Among other findings, 73 per cent of the wealth managers surveyed in 2016 (up from 58 per cent in 2014) said their clients wanted to include art and other collectible assets in their wealth reports to have a consolidated view of their wealth.
“The financial component of art collecting seems to become a primary driver for developing art wealth management services. The key interest is not the investment or yield-seeking aspect of it; rather it is more the preservation of the capital allocated to art and collectibles,” said Adriano Picinati di Torcello, art and finance practice director, Deloitte Luxembourg.
“72 per cent of art collectors around the globe buy art for passion with an investment view, while only 6 per cent indicated that they buy for a mere investment purpose. 22 per cent of the collectors surveyed buy art only with the aim of collecting,” he said.
The report said the US art-secured lending market, the world’s largest, stands at somewhere ranging from $15 billion to $19 billion, measured by the value of loans outstanding. Within the three market segments, private banks are dominating with an estimated loan book size of between $13 billion and $15 billion.

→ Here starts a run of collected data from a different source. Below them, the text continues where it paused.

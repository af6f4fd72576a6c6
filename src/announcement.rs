// src/announcement.rs
// Playable announcement units and the keys used to deduplicate them.

use std::fmt;
use std::time::Duration;

use crate::prize::PrizeType;
use crate::snapshot::TicketId;

#[derive(Debug, Clone, Copy, PartialEq, Eq, Hash)]
pub enum SoundKey {
    Win,
    Jackpot,
    Fanfare,
    Applause,
}

impl SoundKey {
    pub fn as_str(&self) -> &'static str {
        match self {
            SoundKey::Win => "win",
            SoundKey::Jackpot => "jackpot",
            SoundKey::Fanfare => "fanfare",
            SoundKey::Applause => "applause",
        }
    }
}

impl fmt::Display for SoundKey {
    fn fmt(&self, f: &mut fmt::Formatter<'_>) -> fmt::Result {
        f.write_str(self.as_str())
    }
}

#[derive(Debug, Clone, PartialEq, Eq, Hash)]
pub enum DedupKey {
    Winner(PrizeType, TicketId),
    Number(u8),
}

/// One playable unit: an optional sound cue followed by a spoken message.
///
/// Fields are private so an announcement cannot change once it is queued.
#[derive(Debug, Clone, PartialEq)]
pub struct Announcement {
    message: String,
    sound: Option<SoundKey>,
    priority: u8,
    inter_announcement_delay: Duration,
    key: DedupKey,
}

impl Announcement {
    pub fn new(
        message: impl Into<String>,
        sound: Option<SoundKey>,
        priority: u8,
        inter_announcement_delay: Duration,
        key: DedupKey,
    ) -> Self {
        Announcement {
            message: message.into(),
            sound,
            priority,
            inter_announcement_delay,
            key,
        }
    }

    pub fn message(&self) -> &str {
        &self.message
    }

    pub fn sound(&self) -> Option<SoundKey> {
        self.sound
    }

    pub fn priority(&self) -> u8 {
        self.priority
    }

    pub fn inter_announcement_delay(&self) -> Duration {
        self.inter_announcement_delay
    }

    pub fn key(&self) -> &DedupKey {
        &self.key
    }
}
// src/booking.rs
// Ticket ownership data used to put a player name on a winning ticket.
//
// Bookings and the player index both arrive as sparse collections from the
// store, so every lookup skips holes instead of failing.

use serde_json::Value;

use crate::snapshot::{sparse_items, TicketId};

#[derive(Debug, Clone, PartialEq)]
pub struct BookingRecord {
    pub ticket_id: TicketId,
    pub player_name: Option<String>,
}

#[derive(Debug, Clone, PartialEq)]
pub struct PlayerTickets {
    pub name: String,
    pub tickets: Vec<TicketId>,
}

#[derive(Debug, Clone, Default)]
pub struct BookingDirectory {
    bookings: Vec<BookingRecord>,
    players: Vec<PlayerTickets>,
}

fn non_empty_str(value: &Value) -> Option<String> {
    value
        .as_str()
        .map(str::trim)
        .filter(|s| !s.is_empty())
        .map(str::to_string)
}

static NULL: Value = Value::Null;

fn first_present<'a>(value: &'a Value, keys: &[&str]) -> &'a Value {
    keys.iter()
        .map(|key| &value[*key])
        .find(|v| !v.is_null())
        .unwrap_or(&NULL)
}

impl BookingDirectory {
    pub fn new() -> Self {
        Self::default()
    }

    pub fn with_booking(mut self, ticket_id: impl Into<TicketId>, player_name: &str) -> Self {
        self.bookings.push(BookingRecord {
            ticket_id: ticket_id.into(),
            player_name: Some(player_name.to_string()),
        });
        self
    }

    pub fn with_player<I, T>(mut self, name: &str, tickets: I) -> Self
    where
        I: IntoIterator<Item = T>,
        T: Into<TicketId>,
    {
        self.players.push(PlayerTickets {
            name: name.to_string(),
            tickets: tickets.into_iter().map(Into::into).collect(),
        });
        self
    }

    /// Decode the `bookings` and `players` nodes. Never fails.
    ///
    /// A booking is an object carrying `ticketId` (or `ticketNumber`) and
    /// `playerName` (or `name`). The player index is either a collection of
    /// `{name, tickets}` objects or an object keyed by player name whose
    /// values hold a `tickets` collection or are the collection themselves.
    pub fn from_values(bookings: &Value, players: &Value) -> Self {
        let bookings = sparse_items(bookings)
            .into_iter()
            .filter_map(|entry| {
                let ticket_id = TicketId::from_value(first_present(entry, &["ticketId", "ticketNumber", "ticket"]))?;
                let player_name = non_empty_str(first_present(entry, &["playerName", "name"]));
                Some(BookingRecord { ticket_id, player_name })
            })
            .collect();

        let mut index = Vec::new();
        match players {
            Value::Object(map) if !map.keys().all(|key| key.parse::<u64>().is_ok()) => {
                for (key, entry) in map {
                    let name = non_empty_str(first_present(entry, &["name", "playerName"]))
                        .or_else(|| non_empty_str(&Value::String(key.clone())));
                    let tickets = if entry.is_array() { entry } else { &entry["tickets"] };
                    if let Some(name) = name {
                        index.push(PlayerTickets { name, tickets: ticket_list(tickets) });
                    }
                }
            }
            _ => {
                for entry in sparse_items(players) {
                    if let Some(name) = non_empty_str(first_present(entry, &["name", "playerName"])) {
                        index.push(PlayerTickets { name, tickets: ticket_list(&entry["tickets"]) });
                    }
                }
            }
        }

        BookingDirectory { bookings, players: index }
    }

    /// Resolve a display name: direct booking first, then the player index.
    ///
    /// Returns `None` when neither source knows the ticket.
    pub fn resolve(&self, ticket_id: &TicketId) -> Option<String> {
        let booked = self
            .bookings
            .iter()
            .filter(|record| &record.ticket_id == ticket_id)
            .find_map(|record| record.player_name.clone());
        if booked.is_some() {
            return booked;
        }

        self.players
            .iter()
            .find(|player| player.tickets.contains(ticket_id))
            .map(|player| player.name.clone())
    }

    pub fn booking_count(&self) -> usize {
        self.bookings.len()
    }

    pub fn player_count(&self) -> usize {
        self.players.len()
    }
}

fn ticket_list(value: &Value) -> Vec<TicketId> {
    sparse_items(value).into_iter().filter_map(TicketId::from_value).collect()
}

#[cfg(test)]
mod tests {
    use super::*;
    use serde_json::json;

    #[test]
    fn test_booking_wins_over_player_index() {
        let directory = BookingDirectory::new()
            .with_booking("7", "Booked Name")
            .with_player("Indexed Name", ["7"]);
        assert_eq!(directory.resolve(&TicketId::new("7")), Some("Booked Name".to_string()));
    }

    #[test]
    fn test_falls_back_to_player_index() {
        let directory = BookingDirectory::from_values(
            &json!([null, { "ticketId": "1", "playerName": "Ravi" }]),
            &json!([null, { "name": "Meera", "tickets": [null, 3, "4"] }]),
        );
        assert_eq!(directory.resolve(&TicketId::new("4")), Some("Meera".to_string()));
        assert_eq!(directory.resolve(&TicketId::new("3")), Some("Meera".to_string()));
        assert_eq!(directory.resolve(&TicketId::new("1")), Some("Ravi".to_string()));
    }

    #[test]
    fn test_unknown_ticket_resolves_to_none() {
        let directory = BookingDirectory::from_values(&Value::Null, &Value::Null);
        assert_eq!(directory.resolve(&TicketId::new("99")), None);
    }

    #[test]
    fn test_booking_without_name_defers_to_index() {
        let directory = BookingDirectory::from_values(
            &json!({ "0": { "ticketNumber": 12, "playerName": "" } }),
            &json!({ "Kiran": { "tickets": [12] } }),
        );
        assert_eq!(directory.booking_count(), 1);
        assert_eq!(directory.resolve(&TicketId::new("12")), Some("Kiran".to_string()));
    }

    #[test]
    fn test_player_index_keyed_by_name_with_bare_lists() {
        let directory = BookingDirectory::from_values(&Value::Null, &json!({ "Anil": [5, null, 6] }));
        assert_eq!(directory.player_count(), 1);
        assert_eq!(directory.resolve(&TicketId::new("6")), Some("Anil".to_string()));
    }

    #[test]
    fn test_malformed_entries_are_skipped() {
        let directory = BookingDirectory::from_values(
            &json!([42, "x", { "playerName": "No Ticket" }, { "ticketId": 8, "name": "Lata" }]),
            &json!("garbage"),
        );
        assert_eq!(directory.booking_count(), 1);
        assert_eq!(directory.resolve(&TicketId::new("8")), Some("Lata".to_string()));
    }
}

“The US has been leading the global market development for art-secured lending for some years, supported by low interest rates, and an attractive legal environment provided by the Uniform Commercial Code," the report said. “The latter essentially allows the art collector to keep possession of the artworks while the loan is still outstanding—which is quite different to Europe, where banks and specialist lenders often have no choice but to take possession of the collateral in order to perfect their security interest. Our Deloitte colleagues from the US have estimated that the US art lending market has grown by 15 to 20 per cent annually over the last five years (measured by value of loans outstanding),” Picinati di Torcello said.